The glass coating of wires improves the thermal stability of the wire. The wires will remain stable until the glass, in this case Pyrex (borosilicate), begins to soften. Pyrex generally begins to soften around 673 Kelvin, therefore, these wires can be used in coolers or in heaters that operate under the temperature of 673 Kelvin. Not only does the glass coating of the wire provide thermal stability but it also helps to prevent metallic corrosion of the wire.

Applications for microwire include miniature electrical components based on copper-cored microwire. Amorphous metal cores with special magnetic properties can even be employed in such articles as security tags and related devices. Cobalt and iron base alloys are used to produce anti-shoplifting labels and security papers. The glass-coated wire has also proven quite valuable in devices that are used to sense brain tumors and used in medical equipment. The main consumers of glass-coated wire are the medical and automobile industries since glass coated wire is very valuable when it comes to precise sensors.
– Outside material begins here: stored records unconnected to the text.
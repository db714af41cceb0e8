//! Promotion protocol: atomic transfer of staged backfill results into the
//! globally visible production set.
//!
//! Production drives the public leaderboard and ensemble membership, so an
//! unvalidated backfill must never touch it. `commit` moves every staged
//! record for a system - and its registered complement pair - into
//! production, clears those staging areas, and recomputes the affected
//! ranking rows, all as one atomic unit delegated to
//! [`PerformanceStore::promote`]. On any failure the store rolls back:
//! staging is untouched, production unchanged.
//!
//! A per-system in-flight guard rejects a second commit for the same system
//! (or its pair) while one is running; the caller retries.

use std::collections::HashSet;
use std::sync::{Arc, Mutex};

use ddk_registry::{RegistryError, SystemRegistry};
use ddk_store::{PerformanceStore, PromotionStats};
use tracing::info;

/// Promotion error variants.
#[derive(Clone, Debug, PartialEq, Eq)]
pub enum PromotionError {
    /// The named system is not in the registry.
    UnknownSystem { name: String },
    /// A commit for this system (or its pair) is already in flight.
    ConcurrencyConflict { name: String },
    /// The store transaction failed and rolled back.
    Storage { message: String },
}

impl std::fmt::Display for PromotionError {
    fn fmt(&self, f: &mut std::fmt::Formatter<'_>) -> std::fmt::Result {
        match self {
            Self::UnknownSystem { name } => write!(f, "unknown system '{name}'"),
            Self::ConcurrencyConflict { name } => {
                write!(f, "commit already in flight for '{name}'; retry")
            }
            Self::Storage { message } => write!(f, "promotion rolled back: {message}"),
        }
    }
}

impl std::error::Error for PromotionError {}

impl From<RegistryError> for PromotionError {
    fn from(e: RegistryError) -> Self {
        match e {
            RegistryError::UnknownSystem { name } => PromotionError::UnknownSystem { name },
            other => PromotionError::UnknownSystem {
                name: other.to_string(),
            },
        }
    }
}

/// Commit/discard front door. One instance is shared by all request
/// handlers; the in-flight set is the whole of its own state.
pub struct PromotionProtocol {
    store: Arc<dyn PerformanceStore>,
    registry: Arc<SystemRegistry>,
    in_flight: Mutex<HashSet<String>>,
}

impl PromotionProtocol {
    pub fn new(store: Arc<dyn PerformanceStore>, registry: Arc<SystemRegistry>) -> Self {
        Self {
            store,
            registry,
            in_flight: Mutex::new(HashSet::new()),
        }
    }

    /// Atomically promote `system` and its complement pair.
    ///
    /// Committing an empty staging area is a no-op that still refreshes the
    /// ranking rows (zero rows moved).
    pub async fn commit(&self, system: &str) -> Result<PromotionStats, PromotionError> {
        let group = self.registry.promotion_group(system)?;
        let _guard = self.claim(&group)?;

        let stats = self
            .store
            .promote(&group)
            .await
            .map_err(|e| PromotionError::Storage {
                message: format!("{e:#}"),
            })?;

        info!(
            system,
            group = ?group,
            promoted = stats.promoted,
            "promotion committed"
        );
        Ok(stats)
    }

    /// Clear staging for `system` and its pair without touching production.
    pub async fn discard(&self, system: &str) -> Result<u64, PromotionError> {
        let group = self.registry.promotion_group(system)?;
        let _guard = self.claim(&group)?;

        let mut cleared = 0;
        for name in &group {
            cleared += self
                .store
                .clear_staging(name)
                .await
                .map_err(|e| PromotionError::Storage {
                    message: format!("{e:#}"),
                })?;
        }

        info!(system, cleared, "staging discarded");
        Ok(cleared)
    }

    /// Reserve the whole group or reject with a conflict. The returned guard
    /// releases the reservation on drop, including on the error paths.
    fn claim(&self, group: &[String]) -> Result<InFlightGuard<'_>, PromotionError> {
        let mut slots = self.in_flight.lock().expect("in-flight lock poisoned");
        if let Some(busy) = group.iter().find(|name| slots.contains(*name)) {
            return Err(PromotionError::ConcurrencyConflict { name: busy.clone() });
        }
        for name in group {
            slots.insert(name.clone());
        }
        Ok(InFlightGuard {
            slots: &self.in_flight,
            names: group.to_vec(),
        })
    }
}

struct InFlightGuard<'a> {
    slots: &'a Mutex<HashSet<String>>,
    names: Vec<String>,
}

impl Drop for InFlightGuard<'_> {
    fn drop(&mut self) {
        if let Ok(mut slots) = self.slots.lock() {
            for name in &self.names {
                slots.remove(name);
            }
        }
    }
}

#[cfg(test)]
mod tests {
    use super::*;
    use chrono::{NaiveDate, Utc};
    use ddk_registry::{PredictionSystem, SystemMeta};
    use ddk_schemas::{Draw, PerformanceRecord};
    use ddk_store::MemStore;

    struct Stub;
    impl PredictionSystem for Stub {
        fn name(&self) -> &str {
            "stub"
        }
        fn predict(&self, _history: &[Draw]) -> anyhow::Result<Vec<u8>> {
            Ok(vec![1])
        }
    }

    fn registry_with_pair() -> SystemRegistry {
        let mut reg = SystemRegistry::new();
        reg.register(SystemMeta::new("alpha", "1.0.0", ""), || Box::new(Stub))
            .unwrap();
        reg.register(
            SystemMeta::new("alpha-inverse", "1.0.0", "").complement_of("alpha"),
            || Box::new(Stub),
        )
        .unwrap();
        reg
    }

    fn rec(system: &str, draw_id: i64, accuracy: f64) -> PerformanceRecord {
        PerformanceRecord {
            draw_id,
            system_name: system.to_string(),
            predicted_values: vec![1],
            actual_values: vec![1, 2, 3, 4, 5],
            hit_count: Some(1),
            accuracy: Some(accuracy),
            created_at: Utc::now(),
        }
    }

    async fn seeded_store() -> Arc<MemStore> {
        let store = Arc::new(MemStore::new());
        store
            .seed_draws(vec![Draw {
                id: 1,
                date: NaiveDate::from_ymd_opt(2026, 1, 1).unwrap(),
                primary_set: vec![1, 2, 3, 4, 5],
                secondary_set: vec![1],
            }])
            .await
            .unwrap();
        store
    }

    #[tokio::test]
    async fn commit_carries_the_complement_pair() {
        let store = seeded_store().await;
        store.upsert_staging(&rec("alpha", 1, 20.0)).await.unwrap();
        store
            .upsert_staging(&rec("alpha-inverse", 1, 80.0))
            .await
            .unwrap();

        let protocol = PromotionProtocol::new(store.clone(), Arc::new(registry_with_pair()));
        let stats = protocol.commit("alpha").await.unwrap();
        assert_eq!(stats.promoted, 2);

        assert!(store.staging_for("alpha").await.unwrap().is_empty());
        assert!(store.staging_for("alpha-inverse").await.unwrap().is_empty());
        assert_eq!(store.production_for("alpha").await.unwrap().len(), 1);
        assert_eq!(store.production_for("alpha-inverse").await.unwrap().len(), 1);
        assert!(store.ranking_for("alpha-inverse").await.unwrap().is_some());
    }

    #[tokio::test]
    async fn discard_clears_staging_only() {
        let store = seeded_store().await;
        store.upsert_staging(&rec("alpha", 1, 20.0)).await.unwrap();

        let protocol = PromotionProtocol::new(store.clone(), Arc::new(registry_with_pair()));
        let cleared = protocol.discard("alpha").await.unwrap();
        assert_eq!(cleared, 1);
        assert!(store.staging_for("alpha").await.unwrap().is_empty());
        assert!(store.production_for("alpha").await.unwrap().is_empty());
        assert!(store.ranking_for("alpha").await.unwrap().is_none());
    }

    #[tokio::test]
    async fn unknown_system_is_rejected() {
        let protocol =
            PromotionProtocol::new(seeded_store().await, Arc::new(registry_with_pair()));
        assert_eq!(
            protocol.commit("ghost").await.unwrap_err(),
            PromotionError::UnknownSystem {
                name: "ghost".to_string()
            }
        );
    }

    #[tokio::test]
    async fn concurrent_commit_for_same_group_conflicts() {
        let store = seeded_store().await;
        let protocol = PromotionProtocol::new(store, Arc::new(registry_with_pair()));

        // Hold the group reservation as a live guard, then try to commit the
        // paired system: both directions must conflict.
        let group = vec!["alpha".to_string(), "alpha-inverse".to_string()];
        let guard = protocol.claim(&group).unwrap();

        let err = protocol.commit("alpha-inverse").await.unwrap_err();
        assert!(matches!(err, PromotionError::ConcurrencyConflict { .. }));

        drop(guard);
        // Released: commit proceeds (empty staging, zero stats).
        let stats = protocol.commit("alpha-inverse").await.unwrap();
        assert_eq!(stats.promoted, 0);
    }

    #[tokio::test]
    async fn commit_of_empty_staging_is_a_noop_with_fresh_ranking() {
        let store = seeded_store().await;
        let protocol = PromotionProtocol::new(store.clone(), Arc::new(registry_with_pair()));
        let stats = protocol.commit("alpha").await.unwrap();
        assert_eq!(stats, PromotionStats::default());
        let row = store.ranking_for("alpha").await.unwrap().unwrap();
        assert_eq!(row.total_predictions, 0);
    }
}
The Taylor-Ulitovski process has been proven successful in academic environments however it was never duplicated for high volume mass production. The modified Adar-Bolotinsky process has made it possible to produce micro bonding wire directly from the melt, by casting instead of the traditional drawing, converting this process to a mass production scale. This special manufacturing process also makes it possible to develop RED micro wire, for example RED Copper wire which is unique composite wire with a thin glass-coating and a soft copper core. Glass-coated wire had a huge impact on the LED industry by reducing the cost of interconnect components, specifically using Copper wire instead of Gold. Using the Adar-Bolotinsky process has made it possible to coat these wires with glass which protects it from oxidisation, increasing the shelf and operating life. these improvements have contributed to the current success of LED lighting.